_WORK TO BE COMPLETED:_
Across the data below, how many lines hold "usize"? Answer with that number and nothing else.

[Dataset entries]
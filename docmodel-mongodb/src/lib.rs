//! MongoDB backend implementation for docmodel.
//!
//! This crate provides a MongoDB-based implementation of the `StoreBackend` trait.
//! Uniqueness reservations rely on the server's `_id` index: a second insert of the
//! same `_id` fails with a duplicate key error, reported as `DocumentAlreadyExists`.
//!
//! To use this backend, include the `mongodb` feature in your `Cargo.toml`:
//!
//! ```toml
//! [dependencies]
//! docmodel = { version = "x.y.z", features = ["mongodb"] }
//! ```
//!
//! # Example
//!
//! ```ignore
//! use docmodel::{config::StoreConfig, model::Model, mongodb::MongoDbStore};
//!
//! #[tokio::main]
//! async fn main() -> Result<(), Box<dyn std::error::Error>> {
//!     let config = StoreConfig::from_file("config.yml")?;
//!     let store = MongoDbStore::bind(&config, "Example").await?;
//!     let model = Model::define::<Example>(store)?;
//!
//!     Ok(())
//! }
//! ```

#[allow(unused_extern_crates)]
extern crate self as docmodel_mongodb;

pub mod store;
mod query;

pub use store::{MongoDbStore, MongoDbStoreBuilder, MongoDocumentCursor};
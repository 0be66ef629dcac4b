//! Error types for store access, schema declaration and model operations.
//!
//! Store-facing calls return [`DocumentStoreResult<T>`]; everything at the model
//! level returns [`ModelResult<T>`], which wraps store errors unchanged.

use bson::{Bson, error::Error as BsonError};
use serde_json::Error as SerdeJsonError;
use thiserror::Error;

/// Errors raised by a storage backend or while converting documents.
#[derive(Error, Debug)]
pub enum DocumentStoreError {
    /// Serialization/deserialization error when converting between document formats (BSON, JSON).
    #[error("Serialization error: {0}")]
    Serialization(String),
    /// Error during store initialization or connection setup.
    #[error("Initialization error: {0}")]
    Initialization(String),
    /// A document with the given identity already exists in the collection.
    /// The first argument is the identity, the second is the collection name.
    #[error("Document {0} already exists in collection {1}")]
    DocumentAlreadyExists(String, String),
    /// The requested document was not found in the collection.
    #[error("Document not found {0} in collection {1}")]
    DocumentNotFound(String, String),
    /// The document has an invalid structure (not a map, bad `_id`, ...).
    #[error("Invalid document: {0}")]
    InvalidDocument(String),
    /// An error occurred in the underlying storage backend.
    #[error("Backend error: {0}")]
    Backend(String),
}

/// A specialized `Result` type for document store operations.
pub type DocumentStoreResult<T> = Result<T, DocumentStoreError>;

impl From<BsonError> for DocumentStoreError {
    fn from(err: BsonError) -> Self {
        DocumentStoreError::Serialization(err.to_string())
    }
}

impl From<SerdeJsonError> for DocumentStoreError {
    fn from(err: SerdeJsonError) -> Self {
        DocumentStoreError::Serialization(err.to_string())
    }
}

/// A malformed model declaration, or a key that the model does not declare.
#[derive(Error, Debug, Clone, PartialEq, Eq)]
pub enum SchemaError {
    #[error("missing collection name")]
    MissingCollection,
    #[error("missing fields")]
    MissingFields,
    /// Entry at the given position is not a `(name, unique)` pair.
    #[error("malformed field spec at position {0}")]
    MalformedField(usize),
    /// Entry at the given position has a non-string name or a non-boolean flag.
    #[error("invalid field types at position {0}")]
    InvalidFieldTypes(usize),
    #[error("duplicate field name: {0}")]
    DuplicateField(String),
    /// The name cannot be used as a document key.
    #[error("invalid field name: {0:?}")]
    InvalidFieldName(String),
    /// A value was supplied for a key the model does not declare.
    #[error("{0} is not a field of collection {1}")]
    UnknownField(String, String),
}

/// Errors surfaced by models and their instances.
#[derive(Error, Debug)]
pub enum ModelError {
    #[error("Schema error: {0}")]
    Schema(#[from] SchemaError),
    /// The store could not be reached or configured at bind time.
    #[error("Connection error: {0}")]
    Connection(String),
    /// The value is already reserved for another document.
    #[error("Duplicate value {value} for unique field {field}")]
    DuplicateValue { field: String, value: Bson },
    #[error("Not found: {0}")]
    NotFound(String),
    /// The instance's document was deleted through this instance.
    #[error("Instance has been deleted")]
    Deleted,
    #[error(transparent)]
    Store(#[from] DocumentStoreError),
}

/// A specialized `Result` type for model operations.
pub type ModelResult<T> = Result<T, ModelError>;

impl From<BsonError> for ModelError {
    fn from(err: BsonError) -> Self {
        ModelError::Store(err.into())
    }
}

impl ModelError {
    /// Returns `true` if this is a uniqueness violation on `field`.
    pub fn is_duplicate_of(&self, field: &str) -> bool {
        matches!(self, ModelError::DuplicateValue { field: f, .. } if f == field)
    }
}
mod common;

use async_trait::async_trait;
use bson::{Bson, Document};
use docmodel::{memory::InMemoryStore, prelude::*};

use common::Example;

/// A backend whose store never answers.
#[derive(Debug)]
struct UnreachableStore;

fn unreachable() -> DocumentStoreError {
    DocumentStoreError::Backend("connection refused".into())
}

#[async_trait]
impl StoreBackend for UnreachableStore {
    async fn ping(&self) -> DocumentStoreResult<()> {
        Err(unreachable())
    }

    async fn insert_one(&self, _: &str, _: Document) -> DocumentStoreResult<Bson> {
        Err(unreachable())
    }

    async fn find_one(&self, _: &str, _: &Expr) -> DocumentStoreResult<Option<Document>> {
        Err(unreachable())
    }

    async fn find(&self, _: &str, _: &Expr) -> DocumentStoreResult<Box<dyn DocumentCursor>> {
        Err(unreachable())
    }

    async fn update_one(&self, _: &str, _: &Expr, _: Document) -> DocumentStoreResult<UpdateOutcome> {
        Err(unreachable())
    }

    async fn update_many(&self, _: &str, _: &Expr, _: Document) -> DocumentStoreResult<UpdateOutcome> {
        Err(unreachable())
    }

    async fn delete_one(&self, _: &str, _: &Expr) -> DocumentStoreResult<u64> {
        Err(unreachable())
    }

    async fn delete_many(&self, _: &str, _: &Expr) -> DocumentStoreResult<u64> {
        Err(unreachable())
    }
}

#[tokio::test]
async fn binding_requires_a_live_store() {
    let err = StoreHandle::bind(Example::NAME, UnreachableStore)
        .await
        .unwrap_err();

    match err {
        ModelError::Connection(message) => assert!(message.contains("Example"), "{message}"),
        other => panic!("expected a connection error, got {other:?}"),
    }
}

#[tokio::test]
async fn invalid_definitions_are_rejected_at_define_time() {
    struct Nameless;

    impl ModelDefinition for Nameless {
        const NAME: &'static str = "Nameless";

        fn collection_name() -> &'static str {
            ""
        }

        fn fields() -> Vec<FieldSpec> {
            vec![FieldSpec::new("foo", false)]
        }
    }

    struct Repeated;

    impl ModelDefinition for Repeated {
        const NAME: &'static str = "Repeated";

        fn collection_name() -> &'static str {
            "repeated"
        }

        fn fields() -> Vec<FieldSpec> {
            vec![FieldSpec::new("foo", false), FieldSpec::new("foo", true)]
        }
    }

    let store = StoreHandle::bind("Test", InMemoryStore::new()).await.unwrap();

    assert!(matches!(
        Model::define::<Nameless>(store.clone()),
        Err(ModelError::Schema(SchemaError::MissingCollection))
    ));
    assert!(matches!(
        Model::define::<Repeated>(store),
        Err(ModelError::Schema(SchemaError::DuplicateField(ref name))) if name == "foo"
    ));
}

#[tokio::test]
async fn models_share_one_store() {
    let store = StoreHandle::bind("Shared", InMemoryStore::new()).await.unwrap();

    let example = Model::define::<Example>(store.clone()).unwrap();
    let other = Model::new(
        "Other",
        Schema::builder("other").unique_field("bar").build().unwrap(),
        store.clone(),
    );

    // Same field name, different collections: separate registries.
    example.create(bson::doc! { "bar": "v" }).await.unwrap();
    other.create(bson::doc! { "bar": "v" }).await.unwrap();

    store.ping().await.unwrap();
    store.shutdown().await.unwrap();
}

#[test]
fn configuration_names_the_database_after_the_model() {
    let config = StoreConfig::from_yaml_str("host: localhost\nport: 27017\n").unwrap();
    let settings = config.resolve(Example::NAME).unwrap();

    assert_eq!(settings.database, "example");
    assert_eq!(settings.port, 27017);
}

_RESULT:_
2